| TASK TO COMPLETE |
Restate, word for word, the lines from the opening line of the data through the line containing "and outcome text", both included, and nothing else.

___ INFORMATION

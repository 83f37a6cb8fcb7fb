//! Shield Duel - a two-player local arena shooter
//!
//! Core modules:
//! - `sim`: Frame-stepped simulation (movement, bullets, shields, round phases)
//! - `controller`: Round controller that owns the state and drives collaborators
//! - `renderer`: Draw calls for a 2D surface
//! - `hud`: Health bars, labels and outcome text
//! - `platform`: Collaborator traits implemented by the host (canvas, DOM, timers)
//! - `tuning`: Data-driven game balance
//! - `settings`: Key bindings + tuning, persisted as JSON

pub mod controller;
pub mod hud;
pub mod names;
pub mod platform;
pub mod renderer;
pub mod settings;
pub mod sim;
pub mod tuning;

pub use controller::Arena;
pub use settings::{KeyBindings, Settings, SettingsError};
pub use tuning::Tuning;

/// Game configuration constants (defaults for [`Tuning`])
pub mod consts {
    /// Playfield dimensions (canvas size in the reference page)
    pub const PLAYFIELD_WIDTH: f32 = 800.0;
    pub const PLAYFIELD_HEIGHT: f32 = 600.0;

    /// Player box
    pub const PLAYER_WIDTH: f32 = 40.0;
    pub const PLAYER_HEIGHT: f32 = 40.0;
    /// Horizontal spawn columns
    pub const PLAYER1_START_X: f32 = 100.0;
    pub const PLAYER2_START_X: f32 = 600.0;
    /// Players drop in from the top edge...
    pub const DROP_START_Y: f32 = 0.0;
    /// ...and come to rest here
    pub const REST_Y: f32 = 300.0;
    /// Pixels per frame during the drop-in
    pub const DROP_SPEED: f32 = 5.0;

    /// Pixels per frame per held direction key
    pub const MOVE_SPEED: f32 = 5.0;

    /// Bullet box and horizontal speed (pixels per frame)
    pub const BULLET_WIDTH: f32 = 10.0;
    pub const BULLET_HEIGHT: f32 = 4.0;
    pub const BULLET_SPEED: f32 = 10.0;

    /// Damage applied to shield or health per hit
    pub const HIT_DAMAGE: u8 = 10;
    pub const MAX_HEALTH: u8 = 100;
    pub const MAX_SHIELD: u8 = 100;

    /// Landing greeting lifetime
    pub const GREETING_MS: u32 = 2000;
}
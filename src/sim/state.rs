//! Round state and entity types
//!
//! Everything the simulation mutates lives in [`RoundState`]; presentation
//! only ever reads it.

use glam::Vec2;
use serde::{Deserialize, Serialize};

use super::geometry::Rect;
use crate::tuning::Tuning;

/// Which of the two players
#[derive(Debug, Clone, Copy, PartialEq, Eq, Hash, Serialize, Deserialize)]
pub enum Side {
    One,
    Two,
}

impl Side {
    pub const BOTH: [Side; 2] = [Side::One, Side::Two];

    pub fn opponent(self) -> Side {
        match self {
            Side::One => Side::Two,
            Side::Two => Side::One,
        }
    }

    #[inline]
    pub fn index(self) -> usize {
        match self {
            Side::One => 0,
            Side::Two => 1,
        }
    }

    /// 1 or 2, as shown to players
    pub fn number(self) -> u8 {
        self.index() as u8 + 1
    }

    /// Horizontal firing direction: player 1 shoots right, player 2 left
    pub fn facing(self) -> f32 {
        match self {
            Side::One => 1.0,
            Side::Two => -1.0,
        }
    }
}

/// Player colour tag
#[derive(Debug, Clone, Copy, PartialEq, Eq, Serialize, Deserialize)]
pub enum Team {
    Blue,
    Red,
}

impl Team {
    pub fn for_side(side: Side) -> Self {
        match side {
            Side::One => Team::Blue,
            Side::Two => Team::Red,
        }
    }
}

/// Which pool soaked up a hit
#[derive(Debug, Clone, Copy, PartialEq, Eq, Serialize, Deserialize)]
pub enum Absorber {
    Shield,
    Health,
}

/// A player avatar
#[derive(Debug, Clone, PartialEq, Serialize, Deserialize)]
pub struct Player {
    pub side: Side,
    pub pos: Vec2,
    pub size: Vec2,
    pub team: Team,
    pub health: u8,
    pub shield: u8,
    /// Mirrors the shield key every playing frame
    pub shield_active: bool,
    /// Floating text above the avatar (empty = none)
    pub message: String,
    /// Fire latch: cleared by a shot, re-armed when the fire key is released
    pub can_shoot: bool,
}

impl Player {
    /// A fresh player at the top of its spawn column
    pub fn new(side: Side, tuning: &Tuning) -> Self {
        Self {
            side,
            pos: Vec2::new(tuning.spawn_x[side.index()], tuning.drop_start_y),
            size: Vec2::new(tuning.player_width, tuning.player_height),
            team: Team::for_side(side),
            health: tuning.max_health,
            shield: tuning.max_shield,
            shield_active: false,
            message: String::new(),
            can_shoot: true,
        }
    }

    pub fn rect(&self) -> Rect {
        Rect {
            pos: self.pos,
            size: self.size,
        }
    }

    pub fn is_down(&self) -> bool {
        self.health == 0
    }

    /// Apply one hit. A raised shield with charge left takes the whole hit,
    /// otherwise health does. Both floor at zero.
    pub fn take_hit(&mut self, damage: u8) -> Absorber {
        if self.shield_active && self.shield > 0 {
            self.shield = self.shield.saturating_sub(damage);
            Absorber::Shield
        } else {
            self.health = self.health.saturating_sub(damage);
            Absorber::Health
        }
    }

    /// Where a new bullet appears: just past the leading edge, vertically centred
    pub fn muzzle(&self, bullet_size: Vec2) -> Vec2 {
        let x = match self.side {
            Side::One => self.pos.x + self.size.x,
            Side::Two => self.pos.x - bullet_size.x,
        };
        let y = self.pos.y + self.size.y / 2.0 - bullet_size.y / 2.0;
        Vec2::new(x, y)
    }
}

/// A projectile in flight
#[derive(Debug, Clone, Copy, PartialEq, Serialize, Deserialize)]
pub struct Bullet {
    pub pos: Vec2,
    pub size: Vec2,
    /// Per-frame displacement
    pub vel: Vec2,
    pub owner: Side,
}

impl Bullet {
    pub fn fired_by(player: &Player, tuning: &Tuning) -> Self {
        let size = Vec2::new(tuning.bullet_width, tuning.bullet_height);
        Self {
            pos: player.muzzle(size),
            size,
            vel: Vec2::new(tuning.bullet_speed * player.side.facing(), 0.0),
            owner: player.side,
        }
    }

    pub fn rect(&self) -> Rect {
        Rect {
            pos: self.pos,
            size: self.size,
        }
    }

    /// Out once its origin corner leaves the playfield
    pub fn out_of_bounds(&self, width: f32, height: f32) -> bool {
        !Rect::new(0.0, 0.0, width, height).contains_point(self.pos)
    }
}

/// How a round finished
#[derive(Debug, Clone, Copy, PartialEq, Eq, Serialize, Deserialize)]
pub enum Outcome {
    Winner(Side),
    Draw,
}

/// Current phase of a round
#[derive(Debug, Clone, Copy, PartialEq, Eq, Serialize, Deserialize)]
pub enum RoundPhase {
    /// Players dropping in; no physics
    Intro,
    /// Simulation runs every frame
    Playing,
    /// Someone's health hit zero; frozen until restart
    Ended(Outcome),
}

/// Things presentation may want to react to, in the order they happened
#[derive(Debug, Clone, PartialEq, Serialize, Deserialize)]
pub enum RoundEvent {
    /// Both players reached rest height; play begins
    Landed,
    Hit {
        target: Side,
        absorber: Absorber,
        health: u8,
        shield: u8,
    },
    BulletExpired { owner: Side },
    RoundOver(Outcome),
}

/// Complete state of one round
#[derive(Debug, Clone, Serialize, Deserialize)]
pub struct RoundState {
    pub tuning: Tuning,
    pub phase: RoundPhase,
    pub players: [Player; 2],
    /// Live bullets in firing order
    pub bullets: Vec<Bullet>,
    /// Playing frames stepped this round
    pub frame: u64,
    #[serde(skip)]
    events: Vec<RoundEvent>,
}

impl RoundState {
    pub fn new(tuning: Tuning) -> Self {
        let players = [Player::new(Side::One, &tuning), Player::new(Side::Two, &tuning)];
        Self {
            tuning,
            phase: RoundPhase::Intro,
            players,
            bullets: Vec::new(),
            frame: 0,
            events: Vec::new(),
        }
    }

    /// Back to a fresh intro. Fire latches survive: they track physical keys.
    pub fn reset(&mut self) {
        for player in &mut self.players {
            let can_shoot = player.can_shoot;
            *player = Player::new(player.side, &self.tuning);
            player.can_shoot = can_shoot;
        }
        self.bullets.clear();
        self.phase = RoundPhase::Intro;
        self.frame = 0;
        self.events.clear();
    }

    #[inline]
    pub fn player(&self, side: Side) -> &Player {
        &self.players[side.index()]
    }

    #[inline]
    pub fn player_mut(&mut self, side: Side) -> &mut Player {
        &mut self.players[side.index()]
    }

    pub fn is_running(&self) -> bool {
        self.phase == RoundPhase::Playing
    }

    pub fn outcome(&self) -> Option<Outcome> {
        match self.phase {
            RoundPhase::Ended(outcome) => Some(outcome),
            _ => None,
        }
    }

    pub fn playfield(&self) -> Rect {
        Rect::new(0.0, 0.0, self.tuning.playfield_width, self.tuning.playfield_height)
    }

    /// Queue a bullet at `side`'s muzzle
    pub fn spawn_bullet(&mut self, side: Side) {
        let bullet = Bullet::fired_by(self.player(side), &self.tuning);
        self.bullets.push(bullet);
    }

    pub fn clear_messages(&mut self) {
        for player in &mut self.players {
            player.message.clear();
        }
    }

    pub(crate) fn emit(&mut self, event: RoundEvent) {
        self.events.push(event);
    }

    /// Take everything emitted since the last drain
    pub fn drain_events(&mut self) -> Vec<RoundEvent> {
        std::mem::take(&mut self.events)
    }
}

#[cfg(test)]
mod tests {
    use super::*;

    #[test]
    fn test_new_round_defaults() {
        let state = RoundState::new(Tuning::default());
        assert_eq!(state.phase, RoundPhase::Intro);
        assert_eq!(state.player(Side::One).pos, Vec2::new(100.0, 0.0));
        assert_eq!(state.player(Side::Two).pos, Vec2::new(600.0, 0.0));
        assert_eq!(state.player(Side::Two).team, Team::Red);
        for player in &state.players {
            assert_eq!(player.health, 100);
            assert_eq!(player.shield, 100);
            assert!(player.can_shoot);
            assert!(player.message.is_empty());
        }
        assert!(state.bullets.is_empty());
    }

    #[test]
    fn test_muzzle_positions() {
        let mut state = RoundState::new(Tuning::default());
        state.player_mut(Side::One).pos = Vec2::new(100.0, 300.0);
        state.player_mut(Side::Two).pos = Vec2::new(600.0, 300.0);

        state.spawn_bullet(Side::One);
        state.spawn_bullet(Side::Two);

        let b1 = state.bullets[0];
        assert_eq!(b1.pos, Vec2::new(140.0, 318.0));
        assert_eq!(b1.vel, Vec2::new(10.0, 0.0));
        assert_eq!(b1.owner, Side::One);

        let b2 = state.bullets[1];
        assert_eq!(b2.pos, Vec2::new(590.0, 318.0));
        assert_eq!(b2.vel, Vec2::new(-10.0, 0.0));
    }

    #[test]
    fn test_take_hit_prefers_raised_shield() {
        let mut player = Player::new(Side::Two, &Tuning::default());
        player.shield_active = true;
        assert_eq!(player.take_hit(10), Absorber::Shield);
        assert_eq!((player.shield, player.health), (90, 100));

        player.shield_active = false;
        assert_eq!(player.take_hit(10), Absorber::Health);
        assert_eq!((player.shield, player.health), (90, 90));
    }

    #[test]
    fn test_take_hit_floors_at_zero() {
        let mut player = Player::new(Side::One, &Tuning::default());
        player.shield_active = true;
        player.shield = 5;
        assert_eq!(player.take_hit(10), Absorber::Shield);
        assert_eq!((player.shield, player.health), (0, 100));

        // Empty shield no longer protects even while raised
        assert_eq!(player.take_hit(10), Absorber::Health);
        player.health = 4;
        player.take_hit(10);
        assert_eq!(player.health, 0);
        assert!(player.is_down());
    }

    #[test]
    fn test_reset_keeps_fire_latch() {
        let mut state = RoundState::new(Tuning::default());
        state.player_mut(Side::One).can_shoot = false;
        state.player_mut(Side::Two).health = 0;
        state.player_mut(Side::Two).message = "Player 2!".into();
        state.spawn_bullet(Side::Two);
        state.phase = RoundPhase::Ended(Outcome::Winner(Side::One));

        state.reset();

        assert_eq!(state.phase, RoundPhase::Intro);
        assert!(!state.player(Side::One).can_shoot);
        assert_eq!(state.player(Side::Two).health, 100);
        assert!(state.player(Side::Two).message.is_empty());
        assert!(state.bullets.is_empty());
    }

    #[test]
    fn test_bullet_bounds() {
        let tuning = Tuning::default();
        let player = Player::new(Side::One, &tuning);
        let mut bullet = Bullet::fired_by(&player, &tuning);
        bullet.pos = Vec2::new(800.0, 10.0);
        assert!(!bullet.out_of_bounds(800.0, 600.0));
        bullet.pos.x = 800.5;
        assert!(bullet.out_of_bounds(800.0, 600.0));
        bullet.pos = Vec2::new(-0.1, 10.0);
        assert!(bullet.out_of_bounds(800.0, 600.0));
    }
}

______

| THE ANSWER |
repository 83f37a6cb8fcb7fb
//! Shield Duel - a two-player local arena shooter
//!
//! Core modules:
//! - `sim`: Frame-stepped simulation (movement, bullets, shields, round phases)
//! - `controller`: Round controller that owns the state and drives collaborators
//! - `renderer`: Draw calls for a 2D surface
//! - `hud`: Health bars, labels and outcome text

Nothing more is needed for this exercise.